4. Mapping the Learner-Tool Activity to the Sensemaking Process
During this exploratory phase of our research, we focused on mapping the learner-tool interaction variables at each stage in the sensemaking process to provide us with an indication of the depth of learner-content interaction, based on the learning activity tasks described in Table 1
. Figure 2
shows the analytics model we propose for further testing following a single-subject, multiple baseline, across-subjects design. This design allows us to treat each individual as his/her own control to better understand individual differences. This permits us to capture data markers at multiple baselines and interventions for evidence of individual development.
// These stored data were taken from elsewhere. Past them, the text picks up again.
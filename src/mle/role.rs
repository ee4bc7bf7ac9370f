// Licensed under the Apache License, Version 2.0 or the MIT License.
// SPDX-License-Identifier: Apache-2.0 OR MIT

//! The MLE role state machine: `Disabled, Detached, Child, Router, Leader`
//! (`SPEC_FULL.md` §4.9).
//!
//! Grounded directly on §4.9's transition list; RLOC16 and advertisement
//! interval constants cross-checked against `mle_constants.hpp`
//! (`examples/original_source/src/core/thread/mle_constants.hpp`):
//! `kUdpPort = 19788`, `kNetworkIdTimeout = 120s`,
//! `kAdvertiseIntervalMin/Max = 1/32s`, `kRouterDowngradeThreshold = 23`,
//! `kRouterUpgradeThreshold = 16` (original spells this
//! `kRouterUpgradeThreadhold`; corrected here, see `DESIGN.md`).

use crate::net::mac_address::{MacAddress, Rloc16};

pub const UDP_PORT: u16 = 19788;
/// `kNetworkIdTimeout`, in this crate's millisecond time base.
pub const NETWORK_ID_TIMEOUT_MS: u32 = 120 * 1_000;
pub const ADVERTISE_INTERVAL_MIN_MS: u32 = 1_000;
pub const ADVERTISE_INTERVAL_MAX_MS: u32 = 32_000;
pub const ROUTER_DOWNGRADE_THRESHOLD: u8 = 23;
pub const ROUTER_UPGRADE_THRESHOLD: u8 = 16;
pub const PARENT_REQUEST_ROUTER_TIMEOUT_MS: u32 = 1_000;
pub const PARENT_REQUEST_CHILD_TIMEOUT_MS: u32 = 2_000;

#[derive(Clone, Copy, Debug, Eq, PartialEq)]
pub enum Role {
    Disabled,
    Detached,
    Child,
    Router,
    Leader,
}

/// A candidate Parent Response, compared by link margin then leader route
/// cost when picking which parent to attach to (§4.9: "pick best response
/// by link margin + leader route cost").
#[derive(Clone, Copy, Debug)]
pub struct ParentCandidate {
    pub source: MacAddress,
    pub rloc16: Rloc16,
    pub link_margin: u8,
    pub leader_route_cost: u8,
}

impl ParentCandidate {
    fn is_better_than(&self, other: &ParentCandidate) -> bool {
        if self.link_margin != other.link_margin {
            self.link_margin > other.link_margin
        } else {
            self.leader_route_cost < other.leader_route_cost
        }
    }
}

/// The node's own tie-break identity for leader election
/// (`SPEC_FULL.md` §4.9: "winning leader-weight/ext-address tie-break").
#[derive(Clone, Copy, Debug, Eq, PartialEq)]
pub struct LeaderCandidacy {
    pub leader_weight: u8,
    pub ext_address: [u8; 8],
}

impl LeaderCandidacy {
    /// `true` if `self` should become leader ahead of `other`: higher
    /// weight wins, ties broken by the numerically larger extended address.
    pub fn wins_against(&self, other: &LeaderCandidacy) -> bool {
        if self.leader_weight != other.leader_weight {
            self.leader_weight > other.leader_weight
        } else {
            self.ext_address > other.ext_address
        }
    }
}

/// Owns the role state machine plus the partition/leader-data fields every
/// role transition reads or writes.
pub struct RoleState {
    role: Role,
    rloc16: Rloc16,
    leader_rloc16: Rloc16,
    partition_id: u32,
    leader_weight: u8,
    data_version: u8,
    stable_data_version: u8,
    best_parent: Option<ParentCandidate>,
}

impl RoleState {
    pub const fn new() -> Self {
        Self {
            role: Role::Disabled,
            rloc16: Rloc16::INVALID,
            leader_rloc16: Rloc16::INVALID,
            partition_id: 0,
            leader_weight: 0,
            data_version: 0,
            stable_data_version: 0,
            best_parent: None,
        }
    }

    pub fn role(&self) -> Role {
        self.role
    }

    pub fn rloc16(&self) -> Rloc16 {
        self.rloc16
    }

    pub fn leader_rloc16(&self) -> Rloc16 {
        self.leader_rloc16
    }

    pub fn partition_id(&self) -> u32 {
        self.partition_id
    }

    /// `Start()`: begin attaching, awaiting Parent Responses
    /// (`SPEC_FULL.md` §4.9: "Detached → Child").
    pub fn start(&mut self) {
        self.role = Role::Detached;
        self.best_parent = None;
    }

    /// Records one Parent Response candidate, keeping only the best seen so
    /// far (link margin, then leader route cost).
    pub fn consider_parent(&mut self, candidate: ParentCandidate) {
        match &self.best_parent {
            Some(current) if !candidate.is_better_than(current) => {}
            _ => self.best_parent = Some(candidate),
        }
    }

    pub fn best_parent(&self) -> Option<ParentCandidate> {
        self.best_parent
    }

    /// Child ID Response received: attach as `Child` with the allocated
    /// RLOC16 (`SPEC_FULL.md` §4.9).
    pub fn attach_as_child(&mut self, rloc16: Rloc16, partition_id: u32, leader_rloc16: Rloc16) {
        self.role = Role::Child;
        self.rloc16 = rloc16;
        self.partition_id = partition_id;
        self.leader_rloc16 = leader_rloc16;
        self.best_parent = None;
    }

    /// Address-Solicit accepted by the Leader: assume the allocated Router
    /// ID and start advertising (`SPEC_FULL.md` §4.9: "Child → Router").
    pub fn promote_to_router(&mut self, router_id: u8) {
        self.role = Role::Router;
        self.rloc16 = Rloc16::new(router_id, 0);
    }

    /// `SPEC_FULL.md` §4.9: "Router → Child. Downgrade if neighbor count
    /// falls below `kRouterDowngradeThreshold` for a sustained period."
    /// Returns whether the downgrade actually applies (only meaningful from
    /// `Router`).
    pub fn downgrade_to_child(&mut self, neighbor_count: u8) -> bool {
        if self.role != Role::Router || neighbor_count >= ROUTER_DOWNGRADE_THRESHOLD {
            return false;
        }
        let router_id = self.rloc16.router_id();
        self.role = Role::Child;
        self.rloc16 = Rloc16::new(router_id, 1);
        true
    }

    /// Whether the current neighbor count satisfies the promotion
    /// criterion for sending an Address-Solicit (`SPEC_FULL.md` §4.9:
    /// "router upgrade threshold").
    pub fn satisfies_router_upgrade(&self, active_routers: u8) -> bool {
        self.role == Role::Child && active_routers < ROUTER_UPGRADE_THRESHOLD
    }

    /// `SPEC_FULL.md` §4.9: "Router → Leader. Only on partition formation
    /// or when no Leader is detected for `kNetworkIdTimeout` and the local
    /// node has the winning leader-weight/ext-address tie-break." Returns
    /// whether this node should become Leader.
    pub fn should_become_leader(
        &self,
        time_since_leader_heard_ms: u32,
        own: &LeaderCandidacy,
        best_known: Option<&LeaderCandidacy>,
    ) -> bool {
        if self.role != Role::Router {
            return false;
        }
        if time_since_leader_heard_ms < NETWORK_ID_TIMEOUT_MS {
            return false;
        }
        match best_known {
            Some(other) => own.wins_against(other),
            None => true,
        }
    }

    /// Forms (or wins) a new partition as Leader.
    pub fn become_leader(&mut self, partition_id: u32, leader_weight: u8) {
        let router_id = self.rloc16.router_id();
        self.role = Role::Leader;
        self.partition_id = partition_id;
        self.leader_weight = leader_weight;
        self.rloc16 = Rloc16::new(router_id, 0);
        self.leader_rloc16 = self.rloc16;
    }

    pub fn data_version(&self) -> u8 {
        self.data_version
    }

    pub fn stable_data_version(&self) -> u8 {
        self.stable_data_version
    }

    /// Applies the counters carried by a received Leader Data TLV.
    pub fn apply_leader_data(&mut self, data_version: u8, stable_data_version: u8) {
        self.data_version = data_version;
        self.stable_data_version = stable_data_version;
    }

    /// Exponential MLE Advertisement interval for the current attempt
    /// count, clamped to `[kAdvertiseIntervalMin, kAdvertiseIntervalMax]`
    /// (`SPEC_FULL.md` §4.9: "every 1-32 seconds with exponential backoff").
    pub fn advertise_interval_ms(attempt: u32) -> u32 {
        let doubled = ADVERTISE_INTERVAL_MIN_MS.saturating_mul(1u32 << attempt.min(5));
        doubled.min(ADVERTISE_INTERVAL_MAX_MS)
    }
}

impl Default for RoleState {
    fn default() -> Self {
        Self::new()
    }
}

#[cfg(test)]
mod tests {
    use super::*;

    #[test]
    fn parent_candidate_selection_prefers_link_margin_then_route_cost() {
        let mut role = RoleState::new();
        role.start();
        role.consider_parent(ParentCandidate {
            source: MacAddress::Short(1),
            rloc16: Rloc16::new(1, 0),
            link_margin: 10,
            leader_route_cost: 5,
        });
        role.consider_parent(ParentCandidate {
            source: MacAddress::Short(2),
            rloc16: Rloc16::new(2, 0),
            link_margin: 20,
            leader_route_cost: 9,
        });
        assert_eq!(role.best_parent().unwrap().rloc16, Rloc16::new(2, 0));
    }

    #[test]
    fn full_attach_sequence_detached_to_child_to_router() {
        let mut role = RoleState::new();
        role.start();
        assert_eq!(role.role(), Role::Detached);
        role.attach_as_child(Rloc16::new(3, 2), 42, Rloc16::new(3, 0));
        assert_eq!(role.role(), Role::Child);
        assert_eq!(role.partition_id(), 42);

        assert!(role.satisfies_router_upgrade(5));
        role.promote_to_router(7);
        assert_eq!(role.role(), Role::Router);
        assert_eq!(role.rloc16().router_id(), 7);
    }

    #[test]
    fn router_downgrades_below_threshold_and_stays_above_it() {
        let mut role = RoleState::new();
        role.start();
        role.attach_as_child(Rloc16::new(1, 1), 1, Rloc16::new(1, 0));
        role.promote_to_router(1);
        assert!(!role.downgrade_to_child(ROUTER_DOWNGRADE_THRESHOLD));
        assert_eq!(role.role(), Role::Router);
        assert!(role.downgrade_to_child(ROUTER_DOWNGRADE_THRESHOLD - 1));
        assert_eq!(role.role(), Role::Child);
    }

    #[test]
    fn leader_election_requires_timeout_and_winning_tie_break() {
        let mut role = RoleState::new();
        role.start();
        role.attach_as_child(Rloc16::new(4, 1), 1, Rloc16::new(4, 0));
        role.promote_to_router(4);

        let own = LeaderCandidacy {
            leader_weight: 64,
            ext_address: [9; 8],
        };
        let rival = LeaderCandidacy {
            leader_weight: 64,
            ext_address: [1; 8],
        };
        assert!(!role.should_become_leader(NETWORK_ID_TIMEOUT_MS - 1, &own, Some(&rival)));
        assert!(role.should_become_leader(NETWORK_ID_TIMEOUT_MS, &own, Some(&rival)));

        role.become_leader(99, 64);
        assert_eq!(role.role(), Role::Leader);
        assert_eq!(role.partition_id(), 99);
    }

    #[test]
    fn advertise_interval_doubles_up_to_the_max() {
        assert_eq!(RoleState::advertise_interval_ms(0), 1_000);
        assert_eq!(RoleState::advertise_interval_ms(1), 2_000);
        assert_eq!(RoleState::advertise_interval_ms(10), ADVERTISE_INTERVAL_MAX_MS);
    }
}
To measure a learner’s depth of exploration
via learner-tool interaction data, we would need to capture the following activity:
total number of visits a learner has made
the number of ideas that were generated per visit
the websites added per visit
global ideas added per visit (global ideas are ideas added to Cohere voluntarily and not required)
searches done by learner to discover ideas added by peers (social learning aspect)
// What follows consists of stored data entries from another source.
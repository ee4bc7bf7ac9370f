// Licensed under the Apache License, Version 2.0 or the MIT License.
// SPDX-License-Identifier: Apache-2.0 OR MIT

//! `Config` and `Stack`: the single value a platform's `main` owns and passes
//! by reference into every handler (`SPEC_FULL.md` §9, "Global singletons for
//! scheduler state and route tables").

use crate::error::{Result, ThreadError};
use crate::runtime::platform::Atomic;
use crate::runtime::tasklet::TaskletQueue;
use crate::runtime::timer::TimerList;

/// Configuration supplied by the platform at startup (`SPEC_FULL.md` §10.3).
/// There is no persisted state at the core level: every field here comes
/// from the embedder, every time.
#[derive(Clone, Copy, Debug, Eq, PartialEq)]
pub struct Config {
    pub master_key: [u8; 16],
    pub network_name: [u8; 16],
    pub network_name_len: u8,
    pub channel: u8,
    pub pan_id: u16,
    pub extended_pan_id: [u8; 8],
    /// MLE Mode TLV bits, see `DESIGN.md` for the bit layout decision.
    pub mode: u8,
}

impl Config {
    /// Validates the configuration eagerly; rejected rather than asserted
    /// (`SPEC_FULL.md` §10.3).
    pub fn validate(&self) -> Result<()> {
        if !(11..=26).contains(&self.channel) {
            return Err(ThreadError::InvalidArgs);
        }
        if self.network_name_len as usize > self.network_name.len() {
            return Err(ThreadError::InvalidArgs);
        }
        Ok(())
    }
}

/// The runtime's scheduler state: tasklet queue and timer list. Subsystems
/// (MAC, MLE, 6LoWPAN reassembly, address resolver) each own their own
/// [`crate::runtime::tasklet::Tasklet`]/[`crate::runtime::timer::Timer`]
/// instances and register them with this `Stack`'s queue/list; this type
/// does not itself know about any protocol layer above the runtime, keeping
/// the dependency direction one-way (runtime has no knowledge of MAC/MLE/...).
pub struct Stack<'a> {
    config: Config,
    tasklets: TaskletQueue<'a>,
    timers: TimerList<'a>,
}

impl<'a> Stack<'a> {
    pub fn new(config: Config) -> Result<Self> {
        config.validate()?;
        Ok(Self {
            config,
            tasklets: TaskletQueue::new(),
            timers: TimerList::new(),
        })
    }

    pub fn config(&self) -> &Config {
        &self.config
    }

    pub fn tasklets(&self) -> &TaskletQueue<'a> {
        &self.tasklets
    }

    pub fn timers(&self) -> &TimerList<'a> {
        &self.timers
    }

    /// `process_next_tasklet()`: runs exactly one pending tasklet, if any.
    pub fn process<At: Atomic>(&self, atomic: &At) -> bool {
        self.tasklets.process_next(atomic)
    }

    /// `are_tasklets_pending()`: whether the platform's main loop should call
    /// `process` again instead of sleeping (`SPEC_FULL.md` §4.1: "if no
    /// tasklets pending and no external I/O ready, sleep until interrupt").
    pub fn has_work<At: Atomic>(&self, atomic: &At) -> bool {
        self.tasklets.has_pending(atomic)
    }
}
To show the depth of the identification
construct, we propose to use the following learner-tool interaction variables:
ideas added per visit
idea types added per visit
concept tags added per visit
peer ideas bookmarked per visit (social learning aspect)
To determine the level of processing
(surface or deep processing), we identify the following variables in relation to learner-tool interaction:
idea connections added per visit
idea connection types added per visit
searches saved per visit
peer ideas rated per visit
idea connections with peer-generated ideas
In the learning analytics model shown in Figure 2
, we have included two additional clusters of interaction data to be captured from learner interaction within the proposed learner-managed dashboard addressed in the discussion section of this paper. The learner-tool interaction data and learner-learner interaction data captured from the learner-managed dashboard would enhance this model in terms of modeling learners’ depth of processing.
In terms of judgment,
within this reflective sensemaking process, we designate the states of this node as pre-reflective, quasi-reflective, and reflective. These states are based on King and Kitchner’s [25
] reflective judgment model. The collected discourse within the learner-managed dashboard would be used to measure judgment.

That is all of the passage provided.